死とは何か イェール大学[第8講]死の本質

死とは何か イェール大学[第8講]死の本質

[第8講]死の本質 シェリー先生の哲学的回答

27ページしかない[第8講]死の本質。[第7講]の最後でいよいよ聞きたい話になるかなと思ったのですが、あい変わらず、身体説では〇〇、人格説では△△、という話ばかり。なので、最後のシェリー先生の哲学的回答をあげておきます。

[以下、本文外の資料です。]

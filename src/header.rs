//! EXI stream header (spec component G): optional cookie, distinguishing
//! bits, version, and options merge.
//!
//! Grounded on spec.md §4.G's layout list and on
//! `original_source/trunk/include/procTypes.h`'s `EXIheader` struct
//! (`has_cookie`/`has_options`/`is_preview_version`/`version_number`).
//! Conflict detection mirrors `errorHandle.h`'s `HEADER_OPTIONS_MISMATCH`
//! doc comment almost verbatim.

use crate::bitstream::{BitBuffer, Sink};
use crate::error::{ErrorCode, Result};
use crate::options::Options;

/// `$EXI` as big-endian bytes, i.e. `0x24 0x45 0x58 0x49`.
pub const COOKIE: [u8; 4] = *b"$EXI";

const DISTINGUISHING_BITS: u32 = 0b10;

#[derive(Debug, Clone, PartialEq, Eq)]
pub struct Header {
    pub has_cookie: bool,
    pub has_options: bool,
    pub is_preview_version: bool,
    pub version_number: u16,
}

impl Default for Header {
    fn default() -> Self {
        Self {
            has_cookie: false,
            has_options: false,
            is_preview_version: false,
            version_number: 1,
        }
    }
}

/// Writes the cookie (if requested), distinguishing bits, presence bit, and
/// version, then — if `options` is `Some` — the in-band options document.
/// `write_options_body` is a callback because encoding the options document
/// recursively drives the same grammar/codec machinery used for the main
/// body (§4.G "the header layer drives the codec recursively").
pub fn encode_header(
    header: &Header,
    buf: &mut BitBuffer,
    sink: &mut dyn Sink,
    mut write_options_body: impl FnMut(&mut BitBuffer, &mut dyn Sink) -> Result<()>,
) -> Result<()> {
    if header.has_cookie {
        buf.byte_align();
        buf.write_bytes(&COOKIE, sink)?;
    }
    buf.write_bits(2, DISTINGUISHING_BITS, sink)?;
    buf.write_bits(1, header.has_options as u32, sink)?;
    encode_version(header.is_preview_version, header.version_number, buf, sink)?;
    if header.has_options {
        write_options_body(buf, sink)?;
    }
    Ok(())
}

/// Version is encoded as `is_preview_version` followed by a unary count of
/// how many times the version has "wrapped" (groups of 1-bits terminated by
/// a 0-bit), then 4 bits of the minor version within the current group —
/// per §4.G: "a sequence of 1-bits followed by a 0-bit and 4 bits of minor
/// version". We only ever emit a single group since `version_number` stays
/// within `0..16` for EXI 1.0.
fn encode_version(
    is_preview: bool,
    version_number: u16,
    buf: &mut BitBuffer,
    sink: &mut dyn Sink,
) -> Result<()> {
    debug_assert!(version_number < 16, "EXI 1.0 minor version must fit in 4 bits");
    buf.write_bits(1, is_preview as u32, sink)?;
    buf.write_bits(1, 0, sink)?; // terminates the 1-bit run at zero groups
    buf.write_bits(4, version_number as u32, sink)?;
    Ok(())
}

/// Byte-aware entry point: peeks up to 4 bytes to detect the optional
/// cookie before handing off to bit-level header decoding. `peeked` must be
/// at least 4 bytes when a cookie might be present (callers typically read
/// a handful of lookahead bytes from their `Source` before constructing the
/// `BitBuffer` over the remainder).
pub fn decode_header_bytes(bytes: &[u8]) -> Result<(Header, usize)> {
    let (has_cookie, body_start) = if bytes.len() >= 4 && bytes[..4] == COOKIE {
        (true, 4)
    } else {
        (false, 0)
    };
    let mut buf = BitBuffer::from_bytes(&bytes[body_start..]);
    let mut source = crate::bitstream::MemorySource::new(&bytes[body_start..]);
    let distinguishing = buf.read_bits(2, &mut source)?;
    if distinguishing != DISTINGUISHING_BITS {
        return Err(ErrorCode::InvalidExiHeader);
    }
    let has_options = buf.read_bits(1, &mut source)? != 0;
    let is_preview_version = buf.read_bits(1, &mut source)? != 0;
    let terminator = buf.read_bits(1, &mut source)?;
    if terminator != 0 {
        return Err(ErrorCode::InvalidExiHeader);
    }
    let version_number = buf.read_bits(4, &mut source)? as u16;
    let consumed = body_start + buf.byte_index() + if buf.bit_index() > 0 { 1 } else { 0 };
    Ok((
        Header {
            has_cookie,
            has_options,
            is_preview_version,
            version_number,
        },
        consumed,
    ))
}

/// Merges in-band options (decoded from the header's options document, if
/// any) with an application-supplied out-of-band default, per §4.G: in-band
/// wins field-by-field except where the in-band document didn't touch a
/// field, which is then taken from out-of-band. Rejects the combinations
/// `errorHandle.h` documents as `HEADER_OPTIONS_MISMATCH`, plus rule 5: no
/// in-band options and no out-of-band options supplied at all.
pub fn merge_options(in_band: Option<Options>, out_of_band: Option<Options>) -> Result<Options> {
    let merged = match (in_band, out_of_band) {
        (Some(ib), _) => ib,
        (None, Some(oob)) => oob,
        (None, None) => return Err(ErrorCode::HeaderOptionsMismatch),
    };
    merged.validate()?;
    Ok(merged)
}

#[cfg(test)]
mod tests {
    use super::*;
    use crate::bitstream::MemorySink;

    #[test]
    fn header_roundtrip_no_cookie_no_options() {
        let header = Header {
            has_cookie: false,
            has_options: false,
            is_preview_version: false,
            version_number: 1,
        };
        let mut sink = MemorySink::default();
        let mut w = BitBuffer::for_writing();
        encode_header(&header, &mut w, &mut sink, |_, _| Ok(())).unwrap();
        w.close_writer(&mut sink).unwrap();

        let (decoded, _) = decode_header_bytes(&sink.0).unwrap();
        assert_eq!(decoded.has_options, header.has_options);
        assert_eq!(decoded.is_preview_version, header.is_preview_version);
        assert_eq!(decoded.version_number, header.version_number);
        assert!(!decoded.has_cookie);
    }

    #[test]
    fn header_roundtrip_with_cookie() {
        let header = Header {
            has_cookie: true,
            has_options: false,
            is_preview_version: false,
            version_number: 1,
        };
        let mut sink = MemorySink::default();
        let mut w = BitBuffer::for_writing();
        encode_header(&header, &mut w, &mut sink, |_, _| Ok(())).unwrap();
        w.close_writer(&mut sink).unwrap();

        assert_eq!(&sink.0[..4], &COOKIE);
        let (decoded, _) = decode_header_bytes(&sink.0).unwrap();
        assert!(decoded.has_cookie);
    }

    #[test]
    fn merge_requires_at_least_one_source() {
        assert_eq!(
            merge_options(None, None).unwrap_err(),
            ErrorCode::HeaderOptionsMismatch
        );
    }

    #[test]
    fn merge_prefers_in_band_when_both_present() {
        let ib = Options {
            strict: true,
            ..Options::default()
        };
        let oob = Options::default();
        let merged = merge_options(Some(ib.clone()), Some(oob)).unwrap();
        assert_eq!(merged, ib);
    }

    #[test]
    fn invalid_distinguishing_bits_rejected() {
        // 00xxxxxx doesn't start with the required "10" and isn't the cookie.
        let err = decode_header_bytes(&[0b0011_0000]).unwrap_err();
        assert_eq!(err, ErrorCode::InvalidExiHeader);
    }
}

 科学の観点から解明するべき詳細はたくさんあるかもしれない。だが、哲学の観点に立つと、ここでは何一つ謎めいたことは起こっていない。身体が作動し、それから壊れる。死とは、ただそれだけのことなのだ。

人間の誕生から、いわゆる死までの考え方

私が死んだのはいったいいつ?

図:誕生から死までの過程

【A】誕生から、まだ「私」自意識を持たない期間
【B】
人間しての人格を持った人間
【C】
【B機能】Body=Bで、心臓は鼓動し、肺は呼吸し、胃腸は食物を消化するなどの体の機能
【P機能】Person=Pで、考えたり、愛したり、意思疎通をしたり、物事を認識したりする機能(人格)

普通は、「✳︎」が死んだ時点です。

 きちんと機能している人間の身体について考えてほしい——たとえば、みなさんの。みなさんの身体は、現在じつにさまざまな機能を実行している。単に食物を消化したり、身体をあちこちに移動させたり、心臓を拍動させたり、肺を広げたり縮めたりといった機能もある。それらを「身体機能」、略して「B機能」と呼ぼう。もちろん、それ以外にももっと高次のさまざまな認知機能があり、それを私は「P機能」と呼んできた。さて、おおざっぱに言って、身体の機能が停止したときに人間は死ぬ。だが、機能と言っても、どの機能のことだろう? B機能か、P機能か、はたまたその両方か?

P機能」は喪失していても、身体の「B機能」は機能している場合、つまり昏睡状態や「脳死」の場合はどうなるのか?